• **EXERCISE PROMPT**
Lines to return, exactly: from the line with "let descriptor_ = crate::path::descriptor_(fm_mask_path);" to the line with "let where_clause = generics.make_where_clause();" in the entries below, both included.

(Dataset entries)

■ ■ ■

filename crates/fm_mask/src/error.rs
use alloc::boxed::Box;
use alloc::string::String;
use alloc::vec::Vec;

use thiserror::Error;

// -----------------------------------------------------------------------------
// MaskError

/// Errors returned while building descriptors or applying a [`FieldMask`].
///
/// [`FieldProcessing`](MaskError::FieldProcessing) only adds the name of the
/// field that failed; the `is_*` predicates look through it, so
/// classification does not depend on how deep the failure happened.
///
/// [`FieldMask`]: crate::FieldMask
#[derive(Debug, Error)]
#[non_exhaustive]
pub enum MaskError {
    #[error("cannot apply field mask to a missing target")]
    NilInput,

    #[error("target is not a masked record")]
    NoStruct,

    #[error("circular reference detected for type `{type_name}`")]
    CircularReference { type_name: &'static str },

    #[error("unexpected field kind: value is not a `{expected}`")]
    UnexpectedKind { expected: &'static str },

    #[error("failed to process field `{field}`: {source}")]
    FieldProcessing {
        field: &'static str,
        #[source]
        source: Box<MaskError>,
    },
}

impl MaskError {
    /// Wraps `source` with the name of the field being processed.
    #[inline]
    pub fn field(field: &'static str, source: MaskError) -> Self {
        Self::FieldProcessing {
            field,
            source: Box::new(source),
        }
    }

    /// Returns the innermost error, skipping every `FieldProcessing` layer.
    pub fn root(&self) -> &MaskError {
        let mut current = self;
        while let Self::FieldProcessing { source, .. } = current {
            current = &**source;
        }
        current
    }

    /// Returns the dotted field path recorded by the `FieldProcessing` layers,
    /// outermost first, or `None` if the error was not raised inside a field.
    ///
    /// ```
    /// use fm_mask::MaskError;
    ///
    /// let inner = MaskError::UnexpectedKind { expected: "Profile" };
    /// let err = MaskError::field("user", MaskError::field("profile", inner));
    /// assert_eq!(err.field_path().as_deref(), Some("user.profile"));
    /// ```
    pub fn field_path(&self) -> Option<String> {
        let mut names = Vec::new();
        let mut current = self;
        while let Self::FieldProcessing { field, source } = current {
            names.push(*field);
            current = &**source;
        }
        (!names.is_empty()).then(|| names.join("."))
    }

    #[inline]
    pub fn is_nil_input(&self) -> bool {
        matches!(self.root(), Self::NilInput)
    }

    #[inline]
    pub fn is_no_struct(&self) -> bool {
        matches!(self.root(), Self::NoStruct)
    }

    #[inline]
    pub fn is_circular_reference(&self) -> bool {
        matches!(self.root(), Self::CircularReference { .. })
    }

    #[inline]
    pub fn is_unexpected_kind(&self) -> bool {
        matches!(self.root(), Self::UnexpectedKind { .. })
    }

    /// Returns `true` if the error was raised while processing a field.
    #[inline]
    pub fn is_field_processing(&self) -> bool {
        matches!(self, Self::FieldProcessing { .. })
    }
}
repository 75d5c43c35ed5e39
use crate::derive_data::MaskDerive;

/// Generate the `inventory` submission of a concrete record.
///
/// Every concrete record is submitted so that `MaskRegistry::apply_dyn` can
/// find it by `TypeId`. Types marked `#[mask(auto_register)]` are flagged
/// eager and built by `MaskRegistry::auto_register`.
#[cfg(feature = "auto_register")]
pub(crate) fn get_auto_register_impl(meta: &MaskDerive) -> syn::Result<proc_macro2::TokenStream> {
    use quote::quote_spanned;

    use crate::derive_data::MaskBody;

    let marked = meta.attrs.auto_register;

    if let Some(span) = marked {
        if matches!(meta.body, MaskBody::Leaf) {
            return Err(syn::Error::new(
                span,
                "`auto_register` is only available for records, leaf types have no descriptor",
            ));
        }
        if meta.is_generic() {
            return Err(syn::Error::new(
                span,
                "`auto_register` needs a concrete type, register each instantiation with `MaskRegistry::register`",
            ));
        }
    }

    if matches!(meta.body, MaskBody::Leaf) || meta.is_generic() {
        return Ok(crate::utils::empty());
    }

    let fm_mask_path = &meta.fm_mask_path;
    let auto_register_ = crate::path::auto_register_(fm_mask_path);
    let ident = meta.ident;
    let span = marked.unwrap_or_else(|| ident.span());
    let eager = marked.is_some();

    Ok(quote_spanned! { span =>
        #auto_register_::inventory::submit! {
            #auto_register_::__AutoRegisterFunc {
                type_id: ::core::any::TypeId::of::<#ident>,
                register: #fm_mask_path::MaskRegistry::register::<#ident>,
                eager: #eager,
            }
        }
    })
}

/// Generate the `inventory` submission of a concrete record.
#[cfg(not(feature = "auto_register"))]
pub(crate) fn get_auto_register_impl(_: &MaskDerive) -> syn::Result<proc_macro2::TokenStream> {
    Ok(crate::utils::empty())
}

#[cfg(all(test, feature = "auto_register"))]
mod tests {
    use syn::{DeriveInput, parse_quote};

    use super::get_auto_register_impl;
    use crate::derive_data::MaskDerive;

    fn expand(input: &DeriveInput) -> syn::Result<String> {
        let meta = MaskDerive::from_input(input)?;
        get_auto_register_impl(&meta).map(|tokens| tokens.to_string())
    }

    #[test]
    fn concrete_records_are_submitted() {
        let plain: DeriveInput = parse_quote! {
            struct Plain { pub a: u32 }
        };
        let tokens = expand(&plain).unwrap();
        assert!(tokens.contains("submit"));
        assert!(tokens.contains("eager : false"));

        let marked: DeriveInput = parse_quote! {
            #[mask(auto_register)]
            struct Marked { pub a: u32 }
        };
        assert!(expand(&marked).unwrap().contains("eager : true"));
    }

    #[test]
    fn generic_and_leaf_types_are_not_submitted() {
        let generic: DeriveInput = parse_quote! {
            struct Wrapper<T> { pub value: T }
        };
        assert!(expand(&generic).unwrap().is_empty());

        let leaf: DeriveInput = parse_quote! {
            #[mask(leaf)]
            enum Status { On, Off }
        };
        assert!(expand(&leaf).unwrap().is_empty());
    }

    #[test]
    fn marked_generic_or_leaf_is_rejected() {
        let generic: DeriveInput = parse_quote! {
            #[mask(auto_register)]
            struct Wrapper<T> { pub value: T }
        };
        assert!(expand(&generic).is_err());

        let leaf: DeriveInput = parse_quote! {
            #[mask(leaf, auto_register)]
            enum Status { On, Off }
        };
        assert!(expand(&leaf).is_err());
    }
}
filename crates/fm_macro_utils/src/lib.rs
//! Provide some tools for proc-macro crates.
#![allow(clippy::std_instead_of_alloc, reason = "proc-macro crate")]
#![allow(clippy::std_instead_of_core, reason = "proc-macro crate")]

extern crate proc_macro;

// -----------------------------------------------------------------------------
// Modules

mod manifest;

// -----------------------------------------------------------------------------
// Exports

pub use manifest::Manifest;
use alloc::borrow::Cow;
use alloc::string::String;
use core::time::Duration;
use std::ffi::OsString;
use std::path::PathBuf;

use crate::{MaskKind, Maskable, ZeroCache};

macro_rules! impl_cached_leaf {
    ($($ty:ty),* $(,)?) => {
        $(
            impl Maskable for $ty {
                const KIND: MaskKind = MaskKind::Leaf;

                #[inline]
                fn zero_value(zeros: &ZeroCache) -> Self {
                    zeros.zero_value::<Self>()
                }
            }
        )*
    };
}

impl_cached_leaf!(
    (),
    bool,
    char,
    u8,
    u16,
    u32,
    u64,
    u128,
    usize,
    i8,
    i16,
    i32,
    i64,
    i128,
    isize,
    f32,
    f64,
    String,
    &'static str,
    Cow<'static, str>,
    Duration,
    PathBuf,
    OsString,
);
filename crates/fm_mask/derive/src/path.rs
//! Paths to `fm_mask` items used by the generated code.

use proc_macro2::TokenStream;
use quote::quote;

/// Get the access path to the `fm_mask` crate from the invoking crate.
///
/// 1. For crates that depend on `fm_mask`, `::fm_mask` is returned.
/// 2. For crates that depend on `fm_core`, `::fm_core::mask` is returned.
/// 3. For crates that depend on `fm`, `::fm::mask` is returned.
/// 4. Otherwise `::fm_mask` is returned, which is correct inside `fm_mask`
///    itself thanks to its `extern crate self as fm_mask`.
///
/// Reading the manifest is not free, so the path is computed once per
/// derive and passed around.
pub(crate) fn fm_mask() -> syn::Path {
    fm_macro_utils::Manifest::shared(|manifest| manifest.get_crate_path("fm_mask"))
}

#[inline(always)]
pub(crate) fn descriptor_(fm_mask_path: &syn::Path) -> TokenStream {
    quote! {
        #fm_mask_path::descriptor
    }
}

#[inline(always)]
pub(crate) fn macro_exports_(fm_mask_path: &syn::Path) -> TokenStream {
    quote! {
        #fm_mask_path::__macro_exports
    }
}

#[cfg(feature = "auto_register")]
#[inline(always)]
pub(crate) fn auto_register_(fm_mask_path: &syn::Path) -> TokenStream {
    quote! {
        #fm_mask_path::__macro_exports::auto_register
    }
}
use proc_macro2::TokenStream;
use quote::quote;

use crate::derive_data::{MaskDerive, MaskField};

/// Generate `Maskable` and `Record` for a struct with named fields.
///
/// Masked fields are visited through `fn(&mut Self) -> &mut Field`
/// accessors. Fields that are not masked only take part in `zero_value`,
/// where they are built from `Default`.
pub(crate) fn impl_record(meta: &MaskDerive, fields: &[MaskField]) -> TokenStream {
    let fm_mask_path = &meta.fm_mask_path;
    let descriptor_ = crate::path::descriptor_(fm_mask_path);
    let macro_exports_ = crate::path::macro_exports_(fm_mask_path);
    let ident = meta.ident;

    let mut generics = meta.generics.clone();
    if meta.is_generic() {
        let where_clause = generics.make_where_clause();
        for param in meta.generics.type_params() {
            let param = &param.ident;
            where_clause.predicates.push(syn::parse_quote! { #param: 'static });
        }
        for field in fields {
            let ty = field.ty;
            let predicate = if field.is_masked() {
                syn::parse_quote! { #ty: #fm_mask_path::Maskable }
            } else {
                syn::parse_quote! { #ty: ::core::default::Default }
            };
            where_clause.predicates.push(predicate);
        }
    }
    let (impl_generics, ty_generics, where_clause) = generics.split_for_impl();

    let zero_fields = fields.iter().map(|field| {
        let member = field.ident;
        let ty = field.ty;
        if field.is_masked() {
            quote! { #member: <#ty as #fm_mask_path::Maskable>::zero_value(zeros) }
        } else {
            quote! { #member: ::core::default::Default::default() }
        }
    });

    let masked: Vec<_> = fields.iter().filter(|field| field.is_masked()).collect();
    let capacity = masked.len();
    let inserts = masked.iter().map(|field| {
        let member = field.ident;
        let ty = field.ty;
        let key = field.key.as_deref().unwrap_or_default();
        let name = &field.name;
        quote! {
            descriptor.insert(
                builder.field::<Self, #ty>(#key, #name, |value| &mut value.#member)?
            );
        }
    });

    let zeros_ident = if fields.iter().any(MaskField::is_masked) {
        quote! { zeros }
    } else {
        quote! { _zeros }
    };

    quote! {
        impl #impl_generics #fm_mask_path::Maskable for #ident #ty_generics #where_clause {
            const KIND: #fm_mask_path::MaskKind = #fm_mask_path::MaskKind::Record;

            fn zero_value(#zeros_ident: &#fm_mask_path::ZeroCache) -> Self {
                Self {
                    #(#zero_fields,)*
                }
            }

            #[inline]
            fn nested_descriptor(
                builder: &mut #descriptor_::DescriptorBuilder<'_>,
            ) -> ::core::result::Result<
                ::core::option::Option<#macro_exports_::Arc<#descriptor_::TypeDescriptor>>,
                #fm_mask_path::MaskError,
            > {
                builder.build::<Self>().map(::core::option::Option::Some)
            }

            #[inline]
            fn visit_nested(
                &mut self,
                visitor: &mut #fm_mask_path::RecordVisitor<'_>,
            ) -> ::core::result::Result<(), #fm_mask_path::MaskError> {
                visitor(self)
            }
        }

        impl #impl_generics #fm_mask_path::Record for #ident #ty_generics #where_clause {
            fn describe(
                builder: &mut #descriptor_::DescriptorBuilder<'_>,
            ) -> ::core::result::Result<#descriptor_::TypeDescriptor, #fm_mask_path::MaskError> {
                let mut descriptor = #descriptor_::TypeDescriptor::with_capacity::<Self>(#capacity);
                #(#inserts)*
                ::core::result::Result::Ok(descriptor)
            }
        }
    }
}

■ ■ ■

• **OUTPUT FOR THIS TASK**
    let descriptor_ = crate::path::descriptor_(fm_mask_path);
    let macro_exports_ = crate::path::macro_exports_(fm_mask_path);
    let ident = meta.ident;

    let mut generics = meta.generics.clone();
    if meta.is_generic() {
        let where_clause = generics.make_where_clause();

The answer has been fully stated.